- **EXERCISE PROMPT**
Line tally for "CollectionBuilder": state how many lines of the entries include it, with no other text.

- **DATA SUPPLIED**
//! Conversion between raw JSON objects and typed entities.
//!
//! Every entity implements [`Entity`]: how to build it from the keyword map
//! found on the wire, and how to write it back. Anything accepted where an
//! entity is expected goes through [`EntityInput`], so a caller hands over
//! either a typed value or raw JSON and gets one coercion rule for both.

use serde::de::{self, Deserialize, Deserializer};
use serde::ser::{Serialize, Serializer};
use serde_json::{Map, Value};

use crate::codec::primitives::{Reader, Writer};
use crate::error::DecodeError;
use crate::limits::DEFAULT_VERSION;
use crate::model::{Collection, Data, Error, Item, Link, Query, Template};

/// A value offered where an entity of type `T` is expected.
#[derive(Debug, Clone, PartialEq)]
pub enum EntityInput<T> {
    /// Raw JSON; only an object is convertible.
    Raw(Value),
    /// An already-built entity, used as is.
    Typed(T),
}

/// An entity of the Collection+JSON object model.
pub trait Entity: Sized {
    /// Name of the entity kind, used in error messages (e.g., "Item").
    const KIND: &'static str;

    /// Builds the entity from its wire object.
    fn from_map(map: &Map<String, Value>) -> Result<Self, DecodeError>;

    /// Writes the entity as its wire object.
    fn to_value(&self) -> Value;

    /// Builds the entity from any raw JSON value.
    ///
    /// Only JSON objects convert; every other value fails with
    /// [`DecodeError::InvalidEntity`] naming [`Self::KIND`].
    fn from_value(value: &Value) -> Result<Self, DecodeError> {
        match value {
            Value::Object(map) => Self::from_map(map),
            other => Err(DecodeError::InvalidEntity {
                expected: Self::KIND,
                found: other.to_string(),
            }),
        }
    }

    /// Resolves an input: typed values pass through, raw values convert.
    fn coerce(input: EntityInput<Self>) -> Result<Self, DecodeError> {
        match input {
            EntityInput::Typed(entity) => Ok(entity),
            EntityInput::Raw(value) => Self::from_value(&value),
        }
    }
}

impl Entity for Data {
    const KIND: &'static str = "Data";

    fn from_map(map: &Map<String, Value>) -> Result<Self, DecodeError> {
        let r = Reader::new(Self::KIND, map);
        Ok(Data {
            name: r.read_required_str("name")?,
            value: r.read_value("value"),
            prompt: r.read_str("prompt")?,
        })
    }

    fn to_value(&self) -> Value {
        let mut w = Writer::new();
        w.write_str("name", &self.name);
        w.write_opt_value("value", self.value.as_ref());
        w.write_opt_str("prompt", self.prompt.as_deref());
        w.finish()
    }
}

impl Entity for Link {
    const KIND: &'static str = "Link";

    fn from_map(map: &Map<String, Value>) -> Result<Self, DecodeError> {
        let r = Reader::new(Self::KIND, map);
        Ok(Link {
            href: r.read_required_str("href")?,
            rel: r.read_required_str("rel")?,
            name: r.read_str("name")?,
            render: r.read_str("render")?,
            prompt: r.read_str("prompt")?,
        })
    }

    fn to_value(&self) -> Value {
        let mut w = Writer::new();
        w.write_str("href", &self.href);
        w.write_str("rel", &self.rel);
        w.write_opt_str("name", self.name.as_deref());
        w.write_opt_str("render", self.render.as_deref());
        w.write_opt_str("prompt", self.prompt.as_deref());
        w.finish()
    }
}

impl Entity for Query {
    const KIND: &'static str = "Query";

    fn from_map(map: &Map<String, Value>) -> Result<Self, DecodeError> {
        let r = Reader::new(Self::KIND, map);
        Ok(Query {
            href: r.read_required_str("href")?,
            rel: r.read_required_str("rel")?,
            name: r.read_str("name")?,
            prompt: r.read_str("prompt")?,
            data: r.read_array("data")?,
        })
    }

    fn to_value(&self) -> Value {
        let mut w = Writer::new();
        w.write_str("href", &self.href);
        w.write_str("rel", &self.rel);
        w.write_opt_str("name", self.name.as_deref());
        w.write_opt_str("prompt", self.prompt.as_deref());
        w.write_array(&self.data);
        w.finish()
    }
}

impl Entity for Item {
    const KIND: &'static str = "Item";

    fn from_map(map: &Map<String, Value>) -> Result<Self, DecodeError> {
        let r = Reader::new(Self::KIND, map);
        Ok(Item {
            href: r.read_str("href")?,
            data: r.read_array("data")?,
            links: r.read_array("links")?,
        })
    }

    fn to_value(&self) -> Value {
        let mut w = Writer::new();
        w.write_opt_str("href", self.href.as_deref());
        w.write_array(&self.data);
        w.write_array(&self.links);
        w.finish()
    }
}

impl Entity for Template {
    const KIND: &'static str = "Template";

    fn from_map(map: &Map<String, Value>) -> Result<Self, DecodeError> {
        let r = Reader::new(Self::KIND, map);
        Ok(Template {
            data: r.read_array("data")?,
        })
    }

    /// Always carries `data`, even when the template has no fields.
    fn to_value(&self) -> Value {
        let mut map = Map::new();
        self.data.encode_into(&mut map);
        Value::Object(map)
    }
}

impl Entity for Error {
    const KIND: &'static str = "Error";

    fn from_map(map: &Map<String, Value>) -> Result<Self, DecodeError> {
        let r = Reader::new(Self::KIND, map);
        Ok(Error {
            code: r.read_str("code")?,
            message: r.read_str("message")?,
            title: r.read_str("title")?,
        })
    }

    fn to_value(&self) -> Value {
        let mut w = Writer::new();
        w.write_opt_str("code", self.code.as_deref());
        w.write_opt_str("message", self.message.as_deref());
        w.write_opt_str("title", self.title.as_deref());
        w.finish()
    }
}

impl Entity for Collection {
    const KIND: &'static str = "Collection";

    fn from_map(map: &Map<String, Value>) -> Result<Self, DecodeError> {
        let r = Reader::new(Self::KIND, map);
        Ok(Collection {
            version: r
                .read_str("version")?
                .unwrap_or_else(|| DEFAULT_VERSION.to_string()),
            href: r.read_required_str("href")?,
            links: r.read_array("links")?,
            items: r.read_array("items")?,
            queries: r.read_array("queries")?,
            template: r.read_entity("template")?,
            error: r.read_entity("error")?,
        })
    }

    /// Writes the body of the `collection` key.
    ///
    /// Arrays appear only when non-empty; `template` and `error` whenever
    /// they are set.
    fn to_value(&self) -> Value {
        let mut w = Writer::new();
        w.write_str("version", &self.version);
        w.write_str("href", &self.href);
        w.write_array(&self.links);
        w.write_array(&self.items);
        w.write_array(&self.queries);
        w.write_entity("template", self.template.as_ref());
        w.write_entity("error", self.error.as_ref());
        w.finish()
    }
}

/// Implements `From` conversions into [`EntityInput`] and serde support in
/// terms of [`Entity`].
macro_rules! entity_glue {
    ($($ty:ty),* $(,)?) => {$(
        impl From<$ty> for EntityInput<$ty> {
            fn from(entity: $ty) -> Self {
                EntityInput::Typed(entity)
            }
        }

        impl From<Value> for EntityInput<$ty> {
            fn from(value: Value) -> Self {
                EntityInput::Raw(value)
            }
        }

        impl Serialize for $ty {
            fn serialize<S: Serializer>(&self, serializer: S) -> Result<S::Ok, S::Error> {
                Entity::to_value(self).serialize(serializer)
            }
        }

        impl<'de> Deserialize<'de> for $ty {
            fn deserialize<D: Deserializer<'de>>(deserializer: D) -> Result<Self, D::Error> {
                let value = Value::deserialize(deserializer)?;
                <$ty as Entity>::from_value(&value).map_err(de::Error::custom)
            }
        }
    )*};
}

entity_glue!(Collection, Data, Error, Item, Link, Query, Template);

#[cfg(test)]
mod tests {
    use serde_json::json;

    use super::*;

    #[test]
    fn test_data_value_kept_when_falsy() {
        let data = Data::from_value(&json!({"name": "a", "value": ""})).unwrap();
        assert_eq!(data.value, Some(json!("")));
        assert_eq!(data.to_value(), json!({"name": "a", "value": ""}));

        let data = Data::from_value(&json!({"name": "a", "value": 0})).unwrap();
        assert_eq!(data.to_value(), json!({"name": "a", "value": 0}));
    }

    #[test]
    fn test_data_requires_name() {
        assert_eq!(
            Data::from_value(&json!({"value": 1})),
            Err(DecodeError::MissingField {
                entity: "Data",
                field: "name",
            })
        );
    }

    #[test]
    fn test_link_roundtrip_fields() {
        let raw = json!({
            "href": "/a", "rel": "alternate", "name": "n",
            "render": "image", "prompt": "p"
        });
        let link = Link::from_value(&raw).unwrap();
        assert_eq!(link.render.as_deref(), Some("image"));
        assert_eq!(link.to_value(), raw);
    }

    #[test]
    fn test_link_missing_rel() {
        let err = Link::from_value(&json!({"href": "/a"})).unwrap_err();
        assert_eq!(
            err,
            DecodeError::MissingField {
                entity: "Link",
                field: "rel",
            }
        );
    }

    #[test]
    fn test_query_omits_empty_data() {
        let query = Query::from_value(&json!({"href": "/s", "rel": "search"})).unwrap();
        assert!(query.data.is_empty());
        assert_eq!(query.to_value(), json!({"href": "/s", "rel": "search"}));
    }

    #[test]
    fn test_item_serialization_order() {
        let item = Item::from_value(&json!({
            "links": [{"href": "/l", "rel": "r"}],
            "data": [{"name": "a"}],
            "href": "/i"
        }))
        .unwrap();
        let keys: Vec<String> = match item.to_value() {
            Value::Object(map) => map.keys().cloned().collect(),
            _ => unreachable!(),
        };
        assert_eq!(keys, vec!["href", "data", "links"]);
    }

    #[test]
    fn test_empty_template_keeps_data_key() {
        assert_eq!(Template::new().to_value(), json!({"data": []}));
    }

    #[test]
    fn test_empty_error() {
        let error = Error::from_value(&json!({})).unwrap();
        assert!(error.is_empty());
        assert_eq!(error.to_value(), json!({}));
    }

    #[test]
    fn test_collection_defaults() {
        let collection = Collection::from_value(&json!({"href": "/c", "version": null})).unwrap();
        assert_eq!(collection.version, "1.0");
        assert!(collection.items.is_empty());
        assert_eq!(collection.items.wire_name(), "items");
        assert!(collection.template.is_none());
    }

    #[test]
    fn test_collection_requires_href() {
        assert_eq!(
            Collection::from_value(&json!({"version": "1.0"})),
            Err(DecodeError::MissingField {
                entity: "Collection",
                field: "href",
            })
        );
    }

    #[test]
    fn test_coerce() {
        let typed = Link::new("/a", "r");
        assert_eq!(Link::coerce(typed.clone().into()).unwrap(), typed);
        assert_eq!(
            Link::coerce(json!({"href": "/a", "rel": "r"}).into()).unwrap(),
            typed
        );
        assert!(matches!(
            Template::coerce(json!([1, 2]).into()),
            Err(DecodeError::InvalidEntity {
                expected: "Template",
                ..
            })
        ));
    }

    #[test]
    fn test_serde_glue() {
        let link: Link = serde_json::from_value(json!({"href": "/a", "rel": "r"})).unwrap();
        assert_eq!(serde_json::to_value(&link).unwrap(), json!({"href": "/a", "rel": "r"}));

        let err = serde_json::from_value::<Item>(json!(5)).unwrap_err();
        assert!(err.to_string().contains("'Item'"));
    }
}
//! Collection+JSON: typed model for hypermedia collection documents.
//!
//! This crate parses, inspects and writes documents in the Collection+JSON
//! format (`application/vnd.collection+json`): a collection of items with
//! named data fields and hyperlinks, plus optional queries, a write template
//! and an error body.
//!
//! # Overview
//!
//! - **Typed entities**: every object on the wire maps to a struct with
//!   structural equality
//! - **Named arrays**: items, links, queries and data fields can be searched
//!   by `name` and/or `rel`
//! - **Canonical output**: absent optional members are left out and members
//!   are written in a fixed order
//!
//! # Quick Start
//!
//! ```rust
//! use collection_json::Collection;
//!
//! let text = r#"{"collection": {
//!     "version": "1.0",
//!     "href": "/notes/",
//!     "items": [{"href": "/notes/1", "data": [{"name": "title", "value": "Hello"}]}]
//! }}"#;
//!
//! let collection = Collection::parse(text).unwrap();
//! assert_eq!(collection.href, "/notes/");
//!
//! let item = &collection.items[0];
//! assert_eq!(item.value("title").and_then(|v| v.as_str()), Some("Hello"));
//!
//! // Empty links, queries, template and error are not written back.
//! assert_eq!(
//!     collection.to_json().unwrap(),
//!     r#"{"collection":{"version":"1.0","href":"/notes/","items":[{"href":"/notes/1","data":[{"name":"title","value":"Hello"}]}]}}"#
//! );
//! ```
//!
//! # Modules
//!
//! - [`model`]: Entities (Collection, Item, Link, Query, Data, Template, Error)
//!   and the [`NamedArray`] container
//! - [`codec`]: JSON decoding/encoding and raw-value coercion
//! - [`error`]: Error types
//! - [`limits`]: Format constants and decoding limits
//!
//! # Errors
//!
//! Every failure carries an [`ErrorKind`]:
//! - `Format`: the text is not a Collection+JSON document
//! - `Type`: a value cannot become the entity expected at that position
//! - `NotFound`: [`NamedArray::get`] found nothing
//! - `Attribute`: a field lookup by name found nothing

pub mod codec;
pub mod error;
pub mod limits;
pub mod model;

// Re-export commonly used types at crate root
pub use codec::{
    encode_collection, encode_collection_with_options, encode_template, parse_collection,
    parse_collection_with_options, parse_template, DecodeOptions, EncodeOptions, Entity,
    EntityInput,
};
pub use error::{DecodeError, EncodeError, ErrorKind, LookupError};
pub use model::{
    Collection, CollectionBuilder, Data, Error, Item, ItemBuilder, Link, Lookup, Named,
    NamedArray, Query, QueryBuilder, Template, TemplateBuilder,
};

/// Crate version.
pub const VERSION: &str = env!("CARGO_PKG_VERSION");
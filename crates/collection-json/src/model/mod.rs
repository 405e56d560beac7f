//! Data model types for Collection+JSON.
//!
//! This module contains the typed entities of a document:
//! - Named arrays with `name`/`rel` lookup
//! - Data fields, links and queries
//! - Items and write templates
//! - The collection root and its error body
//! - Builders (ergonomic construction)

pub mod array;
pub mod builder;
pub mod collection;
pub mod data;
pub mod item;
pub mod link;

pub use array::{Lookup, Matches, Named, NamedArray};
pub use builder::{CollectionBuilder, ItemBuilder, QueryBuilder, TemplateBuilder};
pub use collection::{Collection, Error};
pub use data::Data;
pub use item::{Item, Template};
pub use link::{Link, Query};
//! Workflow file schema.
//!
//! These structs map one-to-one onto the YAML workflow format:
//!
//! ```yaml
//! name: vendor-review
//! settings:
//!   max_retries: 1
//! context:
//!   vendor: Acme Corp
//! agents:
//!   researcher:
//!     role: research
//!   drafter:
//!     kind: policy_drafting
//! steps:
//!   - name: research
//!     agent: researcher
//!     task: "Research {vendor}"
//!   - name: draft
//!     agent: drafter
//!     task: "Vendor policy for {vendor}: {research}"
//!     depends_on: [research]
//!     when:
//!       key: needs_policy
//! ```

use std::collections::BTreeMap;

use serde::{Deserialize, Serialize};
use serde_json::Value;

use crate::agents::{AgentConfig, AgentRole};
use crate::context::{self, Context};
use crate::runner::{RunOptions, DEFAULT_MAX_RETRIES};
use crate::steps::Condition;

/// Root of a workflow file.
#[derive(Debug, Clone, Default, Serialize, Deserialize)]
#[serde(default)]
pub struct WorkflowFile {
    /// Workflow name; the orchestrator default is used when absent.
    #[serde(skip_serializing_if = "Option::is_none")]
    pub name: Option<String>,

    pub settings: Settings,

    /// Initial context for runs.
    #[serde(skip_serializing_if = "BTreeMap::is_empty")]
    pub context: Context,

    /// Agent definitions, keyed by the name steps refer to.
    pub agents: BTreeMap<String, AgentSpec>,

    /// Steps in declaration order.
    pub steps: Vec<StepSpec>,
}

impl WorkflowFile {
    /// Run options carrying this file's context and retry setting.
    pub fn run_options(&self) -> RunOptions {
        RunOptions {
            context: self.context.clone(),
            max_retries: self.settings.max_retries,
        }
    }

    pub fn step(&self, name: &str) -> Option<&StepSpec> {
        self.steps.iter().find(|s| s.name == name)
    }
}

/// Settings applied to every run of the workflow.
#[derive(Debug, Clone, PartialEq, Serialize, Deserialize)]
#[serde(default)]
pub struct Settings {
    /// Extra attempts per step after a failure.
    pub max_retries: u32,
}

impl Default for Settings {
    fn default() -> Self {
        Self {
            max_retries: DEFAULT_MAX_RETRIES,
        }
    }
}

/// Which agent implementation to build.
#[derive(Debug, Clone, Copy, Default, PartialEq, Eq, Serialize, Deserialize)]
#[serde(rename_all = "snake_case")]
pub enum AgentKind {
    #[default]
    Simple,
    PolicyDrafting,
    RiskAssessment,
}

/// Agent definition.
#[derive(Debug, Clone, Default, PartialEq, Serialize, Deserialize)]
#[serde(default)]
pub struct AgentSpec {
    pub kind: AgentKind,

    /// Role preset for simple agents.
    #[serde(skip_serializing_if = "Option::is_none")]
    pub role: Option<AgentRole>,

    #[serde(skip_serializing_if = "Option::is_none")]
    pub name: Option<String>,

    #[serde(skip_serializing_if = "Option::is_none")]
    pub description: Option<String>,

    #[serde(skip_serializing_if = "Option::is_none")]
    pub system_message: Option<String>,

    #[serde(skip_serializing_if = "Option::is_none")]
    pub temperature: Option<f32>,
}

impl AgentSpec {
    /// Apply the explicit overrides in this spec to `config`.
    pub fn apply(&self, mut config: AgentConfig) -> AgentConfig {
        if let Some(name) = &self.name {
            config.name = name.clone();
        }
        if let Some(description) = &self.description {
            config.description = description.clone();
        }
        if let Some(system_message) = &self.system_message {
            config.system_message = system_message.clone();
        }
        if let Some(temperature) = self.temperature {
            config.temperature = temperature;
        }
        config
    }

    /// Configuration for a simple agent defined under `key`.
    pub fn simple_config(&self, key: &str) -> AgentConfig {
        let base = match self.role {
            Some(role) => role.config(),
            None => AgentConfig::new(key, ""),
        };
        self.apply(base)
    }
}

/// Step definition.
#[derive(Debug, Clone, PartialEq, Serialize, Deserialize)]
pub struct StepSpec {
    pub name: String,

    /// Key into the workflow's `agents`.
    pub agent: String,

    /// Task template.
    pub task: String,

    #[serde(default, skip_serializing_if = "Vec::is_empty")]
    pub depends_on: Vec<String>,

    #[serde(default, skip_serializing_if = "Option::is_none")]
    pub when: Option<ConditionSpec>,
}

/// Declarative step condition.
///
/// With `equals`, the step runs iff the context value equals it. Without,
/// the step runs iff the value is present and truthy.
#[derive(Debug, Clone, PartialEq, Serialize, Deserialize)]
pub struct ConditionSpec {
    pub key: String,

    #[serde(default, skip_serializing_if = "Option::is_none")]
    pub equals: Option<Value>,
}

impl ConditionSpec {
    pub fn evaluate(&self, context: &Context) -> bool {
        match (context.get(&self.key), &self.equals) {
            (Some(value), Some(expected)) => value == expected,
            (Some(value), None) => context::is_truthy(value),
            (None, _) => false,
        }
    }

    pub fn to_condition(&self) -> Condition {
        let spec = self.clone();
        std::sync::Arc::new(move |ctx: &Context| spec.evaluate(ctx))
    }
}
//! Ready-made workflows.

use std::sync::Arc;

use crate::agents::{AgentRole, SharedGenerator, SimpleAgent};
use crate::error::Result;
use crate::steps::Step;

use super::orchestrator::WorkflowOrchestrator;

/// Name of the workflow built by [`grc_document_workflow`].
pub const GRC_DOCUMENT_WORKFLOW: &str = "GRC Document Workflow";

/// Research, analyze, generate, and review a GRC document.
///
/// Expects a `task` variable in the run context.
pub fn grc_document_workflow(generator: SharedGenerator) -> Result<WorkflowOrchestrator> {
    let agent = |role| Arc::new(SimpleAgent::from_role(role, generator.clone()));

    let mut workflow = WorkflowOrchestrator::new(GRC_DOCUMENT_WORKFLOW);
    workflow.add_step(Step::new(
        "research",
        agent(AgentRole::Research),
        "Research: {task}",
    ))?;
    workflow.add_step(
        Step::new(
            "analyze",
            agent(AgentRole::Analysis),
            "Analyze requirements based on: {research}",
        )
        .depends_on(["research"]),
    )?;
    workflow.add_step(
        Step::new(
            "generate",
            agent(AgentRole::Generation),
            "Generate document based on: {analyze}",
        )
        .depends_on(["analyze"]),
    )?;
    workflow.add_step(
        Step::new(
            "review",
            agent(AgentRole::Review),
            "Review and improve: {generate}",
        )
        .depends_on(["generate"]),
    )?;

    Ok(workflow)
}

#[cfg(test)]
mod tests {
    use super::*;
    use crate::agents::EchoGenerator;
    use crate::context::Context;
    use serde_json::json;

    #[test]
    fn document_workflow_order() {
        let workflow = grc_document_workflow(Arc::new(EchoGenerator::new())).unwrap();
        assert_eq!(workflow.name(), GRC_DOCUMENT_WORKFLOW);
        assert_eq!(
            workflow.execution_order().unwrap(),
            vec!["research", "analyze", "generate", "review"]
        );
        assert_eq!(workflow.step("review").unwrap().unit.name(), "Review Agent");
    }

    #[test]
    fn document_workflow_threads_results() {
        let mut workflow = grc_document_workflow(Arc::new(EchoGenerator::new())).unwrap();
        let mut ctx = Context::new();
        ctx.insert("task".to_string(), json!("Data retention policy"));

        let run = workflow.execute(ctx);

        assert!(run.success, "errors: {:?}", run.errors);
        assert!(run.results["research"].starts_with("Research: Data retention policy"));
        assert!(run.results["review"].starts_with("Review and improve: Generate document based on:"));
    }

    #[test]
    fn document_workflow_without_task_fails_first_step() {
        let mut workflow = grc_document_workflow(Arc::new(EchoGenerator::new())).unwrap();
        let run = workflow.execute(Context::new());

        assert!(run.errors["research"].contains("task"));
        assert_eq!(run.errors["analyze"], "Dependencies not satisfied: research");
    }
}
//! Error types for grc-flow operations.
//!
//! This module defines [`FlowError`], the primary error type used throughout
//! the crate, and a [`Result`] type alias for convenience.
//!
//! # Error Handling Strategy
//!
//! - Use `FlowError` for domain errors that callers need to match on
//! - Use `anyhow::Error` at the unit and text-generation boundary, where only
//!   the failure's message is inspected
//! - Failures inside a workflow step never escape `execute`; they end up as
//!   strings in the run's error map

use std::path::PathBuf;
use thiserror::Error;

/// Core error type for grc-flow operations.
#[derive(Debug, Error)]
pub enum FlowError {
    /// A step with this name is already registered.
    #[error("Step '{name}' already exists")]
    DuplicateStep { name: String },

    /// The step graph contains a cycle.
    #[error("Circular dependencies detected in workflow")]
    CyclicDependency,

    /// A task template references a key missing from the context.
    #[error("Template references unknown variable '{variable}'")]
    TemplateResolution { variable: String },

    /// A task template could not be parsed.
    #[error("Malformed template: {message}")]
    MalformedTemplate { message: String },

    /// A workflow step references an agent that was never defined.
    #[error("Unknown agent: {name}")]
    UnknownAgent { name: String },

    /// Workflow file not found at the given location.
    #[error("Configuration not found: {path}")]
    ConfigNotFound { path: PathBuf },

    /// Failed to parse a workflow file.
    #[error("Failed to parse config at {path}: {message}")]
    ConfigParseError { path: PathBuf, message: String },

    /// Invalid workflow structure or values.
    #[error("Invalid configuration: {message}")]
    ConfigValidationError { message: String },

    /// IO error wrapper.
    #[error("IO error: {0}")]
    Io(#[from] std::io::Error),

    /// Generic wrapped error for anyhow interop.
    #[error(transparent)]
    Other(#[from] anyhow::Error),
}

/// Result type alias for grc-flow operations.
pub type Result<T> = std::result::Result<T, FlowError>;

- **RESULT**
2